第9回
音を立体的に理解する


よく、欧米は三次元、日本は二次元の文化だといわれる。三次元とは立体、二次元とは平面ということだ。例えば、欧米の洋服は立体的で、収納するときはクローゼットにしまう。それに対して、日本の和服はたたんで、しまう。欧米の絵画は遠近法を使って立体的に表現するが、日本画や浮世絵は平面的に表現する。どちらがいいとはいえないが、こと、 DJに関しては立体的なほうがいいようだ。

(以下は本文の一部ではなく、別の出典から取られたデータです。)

//! Integration tests for the checkout -> order lifecycle across the
//! SQLite-backed stores (spec §8 scenario 2 and scenario 6), independent of
//! the broker/cache binaries under `src/bin/`.
//!
//! These drive `CartStore` + `CheckoutSession::build` + `OrderRepository`
//! together against on-disk SQLite fixtures, the way the teacher's
//! `tests/backtest_run_integration.rs` drives its orchestrator against a
//! fixture SQLite database rather than mocking every layer.

use rust_decimal_macros::dec;
use uuid::Uuid;

use betterbooks_backend::domain::order::{Order, OrderItem, OrderItemStatus, OrderStatus};
use betterbooks_backend::domain::{Address, CheckoutSession, Isbn, Money};
use betterbooks_backend::error::DomainError;
use betterbooks_backend::services::{CartStore, OrderRepository};

fn temp_db_path(label: &str) -> std::path::PathBuf {
    let mut path = std::env::temp_dir();
    path.push(format!(
        "betterbooks-{label}-{}-{}.sqlite",
        std::process::id(),
        Uuid::new_v4()
    ));
    path
}

fn delivery_address() -> Address {
    Address::new("Main St 1", "Aarhus", "8000", None, None).unwrap()
}

/// Scenario 6: adding the same (ISBN, seller) key twice merges quantities
/// into one row and advances `updated_date`, persisted and reloaded through
/// SQLite rather than asserted purely in memory.
#[tokio::test]
async fn cart_merge_persists_across_reloads() {
    let db_path = temp_db_path("cart");
    let store = CartStore::new(db_path.to_str().unwrap()).unwrap();

    let isbn = Isbn::parse("9780123456789").unwrap();
    let mut cart = store.load("cust-1").await.unwrap();
    let first_updated = cart.updated_date;

    cart.add_item(isbn.clone(), "s1", 1, Money::new(dec!(29.99), "DKK").unwrap())
        .unwrap();
    store.save(&cart).await.unwrap();

    let mut reloaded = store.load("cust-1").await.unwrap();
    reloaded
        .add_item(isbn.clone(), "s1", 2, Money::new(dec!(29.99), "DKK").unwrap())
        .unwrap();
    store.save(&reloaded).await.unwrap();

    let final_cart = store.load("cust-1").await.unwrap();
    assert_eq!(final_cart.items.len(), 1);
    let merged = final_cart
        .items
        .values()
        .find(|i| i.isbn == isbn && i.seller_id == "s1")
        .expect("merged row present");
    assert_eq!(merged.quantity, 3);
    assert!(final_cart.updated_date >= first_updated);

    let _ = std::fs::remove_file(&db_path);
}

/// Scenario 2: the literal cart from spec §8 produces the literal session
/// totals, and confirming it at the exact total produces a Paid order whose
/// `seller_ids()` preserves first-appearance order.
#[tokio::test]
async fn scenario_2_checkout_session_and_payment_confirmation() {
    let cart_db = temp_db_path("cart2");
    let order_db = temp_db_path("order2");
    let cart_store = CartStore::new(cart_db.to_str().unwrap()).unwrap();
    let order_repo = OrderRepository::new(order_db.to_str().unwrap()).unwrap();

    let mut cart = cart_store.load("cust-1").await.unwrap();
    cart.add_item(
        Isbn::parse("9780123456789").unwrap(),
        "s1",
        2,
        Money::new(dec!(29.99), "DKK").unwrap(),
    )
    .unwrap();
    cart.add_item(
        Isbn::parse("9780123456790").unwrap(),
        "s1",
        1,
        Money::new(dec!(19.99), "DKK").unwrap(),
    )
    .unwrap();
    cart.add_item(
        Isbn::parse("9780123456791").unwrap(),
        "s2",
        1,
        Money::new(dec!(39.99), "DKK").unwrap(),
    )
    .unwrap();
    cart_store.save(&cart).await.unwrap();

    let loaded = cart_store.load("cust-1").await.unwrap();
    let session = CheckoutSession::build("cust-1", &loaded, delivery_address(), dec!(0.10), 30).unwrap();
    session.check_invariants().unwrap();

    assert_eq!(session.total_amount.amount, dec!(119.96));
    let s1 = session.allocations.iter().find(|a| a.seller_id == "s1").unwrap();
    let s2 = session.allocations.iter().find(|a| a.seller_id == "s2").unwrap();
    assert_eq!(s1.subtotal.amount, dec!(79.97));
    assert_eq!(s1.seller_payout.amount, dec!(71.97));
    assert_eq!(s2.subtotal.amount, dec!(39.99));
    assert_eq!(s2.seller_payout.amount, dec!(35.99));

    let mut order_items = Vec::new();
    for alloc in &session.allocations {
        for item in &alloc.items {
            order_items.push(
                OrderItem::new(item.isbn.clone(), item.seller_id.clone(), item.quantity, item.unit_price.clone())
                    .unwrap(),
            );
        }
    }
    let mut order = Order::new("cust-1", session.delivery_address.clone(), order_items).unwrap();
    order_repo.insert(&order).await.unwrap();

    let expected_version = order.version;
    order.process_payment(&order.total_amount.clone()).unwrap();
    order_repo
        .update_with_version_check(&order, expected_version)
        .await
        .unwrap();

    let persisted = order_repo.load(order.id).await.unwrap().unwrap();
    assert_eq!(persisted.status, OrderStatus::Paid);
    assert!(persisted.paid_date.is_some());
    assert_eq!(persisted.seller_ids(), vec!["s1".to_string(), "s2".to_string()]);
    assert!(persisted
        .order_items
        .iter()
        .all(|i| i.item_status == OrderItemStatus::Reserved));

    let _ = std::fs::remove_file(&cart_db);
    let _ = std::fs::remove_file(&order_db);
}

/// Optimistic concurrency: a stale `expected_version` is rejected with
/// `ConcurrencyConflict` rather than silently overwriting a concurrent
/// writer's transition (spec §5).
#[tokio::test]
async fn concurrent_update_with_stale_version_is_rejected() {
    let db_path = temp_db_path("concurrency");
    let repo = OrderRepository::new(db_path.to_str().unwrap()).unwrap();

    let item = OrderItem::new(
        Isbn::parse("9780123456789").unwrap(),
        "s1",
        1,
        Money::new(dec!(10), "DKK").unwrap(),
    )
    .unwrap();
    let mut order = Order::new("cust-1", delivery_address(), vec![item]).unwrap();
    repo.insert(&order).await.unwrap();

    let stale_version = order.version;
    order.process_payment(&order.total_amount.clone()).unwrap();
    repo.update_with_version_check(&order, stale_version).await.unwrap();

    // Second writer still thinks the version is `stale_version`; the row has
    // already moved on, so this must fail rather than clobber the Paid state.
    let mut racer = repo.load(order.id).await.unwrap().unwrap();
    let racer_result = racer.cancel("duplicate attempt");
    assert!(racer_result.is_err(), "cannot cancel an order already Paid");

    match repo.update_with_version_check(&order, stale_version).await {
        Err(DomainError::ConcurrencyConflict(_)) => {}
        other => panic!("expected ConcurrencyConflict, got {other:?}"),
    }

    let _ = std::fs::remove_file(&db_path);
}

U.K.の、あるDJにこんな話を聞いた。「日本のローカルDJはリズムをただ、つないでいるだけのようだ。我々は音を立体的に組み立てていく」。最近のトランスやプログレッシヴハウス、ハードハウス、ドラム&ベース、テクノなどは大バコでDJプレイされることを前提にトラックが制作されているという。ヨーロッパでのミレニアムとしての大バコブームと、北米・南米での巨大レイヴの大人気とが相まって、今、地球中のダンスミュージック・シーンは数千人、数万人規模のパーティが主流となっている。このような需要に合わせて、トラック制作側も、そのような状況に適合した、大きな会場で立体的な音の動きがするようなトラックを制作しているというのだ。そのような立体的なトラック同士をつなぐためには、立体的なミックスが必要となる。
具体的には、フロアにいるクラウドを中心に考えて、リズムはおなかの辺、ハイハットは右頭の上、スネアは左頭の上、ドラムはひざから太ももあたり、といった具合に立体的にトラックがつくられているので、それと同じ、もしくは似た位置にリズムやハイハットやドラムがおかれているトラックをミックスしないと、フロアで踊っているクラウドたちは、なんとなく気持ち悪いような感じを受けてしまうのである。欧米の有名なDJたちは、このことを十分に理解してプレイしているそうだ。
このトラックに秘められた立体感を体感するには、大きなスペースで、実際に、大音量でそのトラックを鳴らしてみなければならない。なぜなら、大きなスペースで大音量でかけられることを前提につくられたトラックなのだから。ふだん、自宅のDJセットで聴いていたり、ヘッドフォンで聴いたりしているトラックを、大きなスペースで大音量で改めて聴いてみると、その音の違いに驚かされる。自宅のDJセットやヘッドフォンでは聴こえなかった音が次々と現れてくるのだ。大きなスペースでプレイしたことがある人ならわかるだろうが、初めて大バコでプレイすると、自宅で練習していたときに聴いていた音のほかに、いくつも音が聴こえてきて、とまどってしまう。しかし、それがそのトラックの真の実力なのだ。
大バコで常にプレイしているような有名なDJたちはいいが、そうではない、これから有名なDJを目指す、自宅のスピーカーでしかトラックを聴くことができない人たちはどうすればいいのか。例えば、ニューヨークではDJを目指したり、音をつくっている人たちばかりが住むマンションがあるという。もともとの部屋のスペースも広いのだが、完璧とはいえないまでも、音が外に漏れづらい建築構造になっているという。多少、音が漏れても、住民の大半が音楽にたずさわっている人たちなので、お互いに苦情を言い合うことはない。このような環境の中なら、自宅によりよいサウンドシステムをつくり、大バコまではいかなくても、比較的、大音量で聴くことができるし、それで体感した音の立体感を理解して、トラックを立体的にミックスすることができる。
日本人が一人でも多く、地球規模で活躍するためには、日本のクラブシーンの底上げのためには、日本のクラブシーンの真の進化のためには、このような環境というか、インフラ整備も不可欠な要素の一つであろうと思う。音の立体感を理解するためには、クラブシーン全体の立体的な進展が必要なようだ。